ACTA APOSTATICAE SEDIS : come, cambiando un po' qua e un po' la, si può cambiare tutto...

venerdì 17 gennaio 2014

Per chi suona la campana..?

Un destino parallelo

Corriere della Sera - Il segnale venuto dalle nomine cardinalizie annunciate domenica scorsa dal Papa non poteva essere più chiaro: all’interno della Chiesa cattolica l’Italia da oggi conta meno e conterà sempre meno. Non c’è bisogno di sottolineare che si tratta di una cesura storica profonda e di grandissimo significato.
La Chiesa di Roma, infatti, non solo rappresenta la più antica istituzione dell’Occidente, ma fino ad oggi era anche l’unica nella quale la presenza italiana è stata sempre centralissima se non egemone, a cominciare dalla lingua che in essa veniva usata come lingua di comunicazione abituale. Sarà sempre meno così. Come nell’Unione Europea, come in tanti altri ambiti, anche in questo la dimensione italiana, ciò che comunque porta il nome italiano, appare destinato a un declino. E naturalmente è difficile non pensare che alla fine tutto si tenga.
Ma perché è accaduto un tale fenomeno nel caso della Chiesa?

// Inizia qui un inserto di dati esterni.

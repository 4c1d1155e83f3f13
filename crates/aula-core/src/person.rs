//! Person — the canonical individual behind noisy speaker strings.

use chrono::{DateTime, NaiveDate, Utc};
use serde::{Deserialize, Serialize};

use crate::id::PersonId;

/// A canonical person record. Created once per distinct real-world
/// individual at registry build time; immutable except for enrichment
/// fields, never deleted.
#[derive(Debug, Clone, Serialize, Deserialize)]
pub struct Person {
  pub person_id:     PersonId,
  pub given_name:    String,
  pub family_name:   String,
  /// Unique, derived from the name pair, ≤60 chars.
  pub slug:          String,
  pub date_of_birth: Option<NaiveDate>,
  pub sex:           Option<String>,
  /// External knowledge-base identifier (e.g. a Wikidata QID).
  pub wikidata_qid:  Option<String>,
  pub created_at:    DateTime<Utc>,
}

Innanzitutto per una forma di sclerotizzazione. Alimentata da una tradizione culturale sempre alquanto scarsa; estranea ormai o lontana dalla vivificante atmosfera di conflitti sociali veri e veramente vissuti; illusa dalla finta sicurezza di un consenso pubblico apparentemente e tradizionalmente ultramaggioritario; oggetto continuo dell’ossequio ufficiale e al tempo stesso dotata grazie all’8 per mille di mezzi finanziari più che cospicui, la Chiesa italiana è venuta sempre più irrigidendosi in un organismo inteso all’amministrazione puramente burocratica del sacro. Si pensi alla sorte delle «Settimane sociali», un tempo occasione per la vivace messa a fuoco di aspetti cruciali della realtà del Paese e del ruolo dei cattolici, ma divenute con il tempo sede di dibattiti sempre più vuoti e stanchi. Forse superate in vuotaggine e stanchezza solo dalle relazioni mensili della presidenza della Conferenza episcopale.
Prime conseguenze di tutto ciò, da un lato lo scadimento qualitativo di una parte non indifferente del personale ecclesiastico medio-alto, dall’altro, per logica connessione, la crescita di casi di carrierismo, di camarillismo, di corruzione.
Si sono aggiunti i fenomeni tipici che fioriscono all’ombra della sclerotizzazione burocratica delle istituzioni: la crescita della protesta silenziosa dal basso con i «movimenti» e la loro autonomizzazione (anche perversa: si pensi al triste precipizio nel sottogoverno di Comunione e Liberazione), un marcato sentimento di non identificazione rispetto alle gerarchie di una parte del clero, specie di rango inferiore, la crescita delle divisioni e della spinta alla divisività tra i fedeli.
Qui si tocca un punto cruciale: la questione della politica, dal 1861 banco di prova scomodissimo ma ineluttabile dell’istituzione ecclesiastica nazionale. Nel marasma del nostro bipolarismo la Chiesa italiana si è trovata da una parte strattonata da settori politicizzati di laicato di sinistra, e dall’altra corteggiata spregiudicatamente dai vertici politici di destra. Anche se silenziosamente si è di fatto divisa, senza riuscire a costruirsi un ruolo spirituale e politico-culturale proprio. Un ruolo di peso, che si imponesse come tale ai contendenti, che riuscisse a offrirsi a tutto il corpo sociale come uno spazio di riflessione alta e vera, di interlocuzione non formale o «convegnistica». Le è mancata in questi anni una leadership realmente all’altezza della situazione. Ed è per questo che tutto lascia credere che per la Chiesa italiana proprio da qui stia per aprirsi un capitolo nuovo.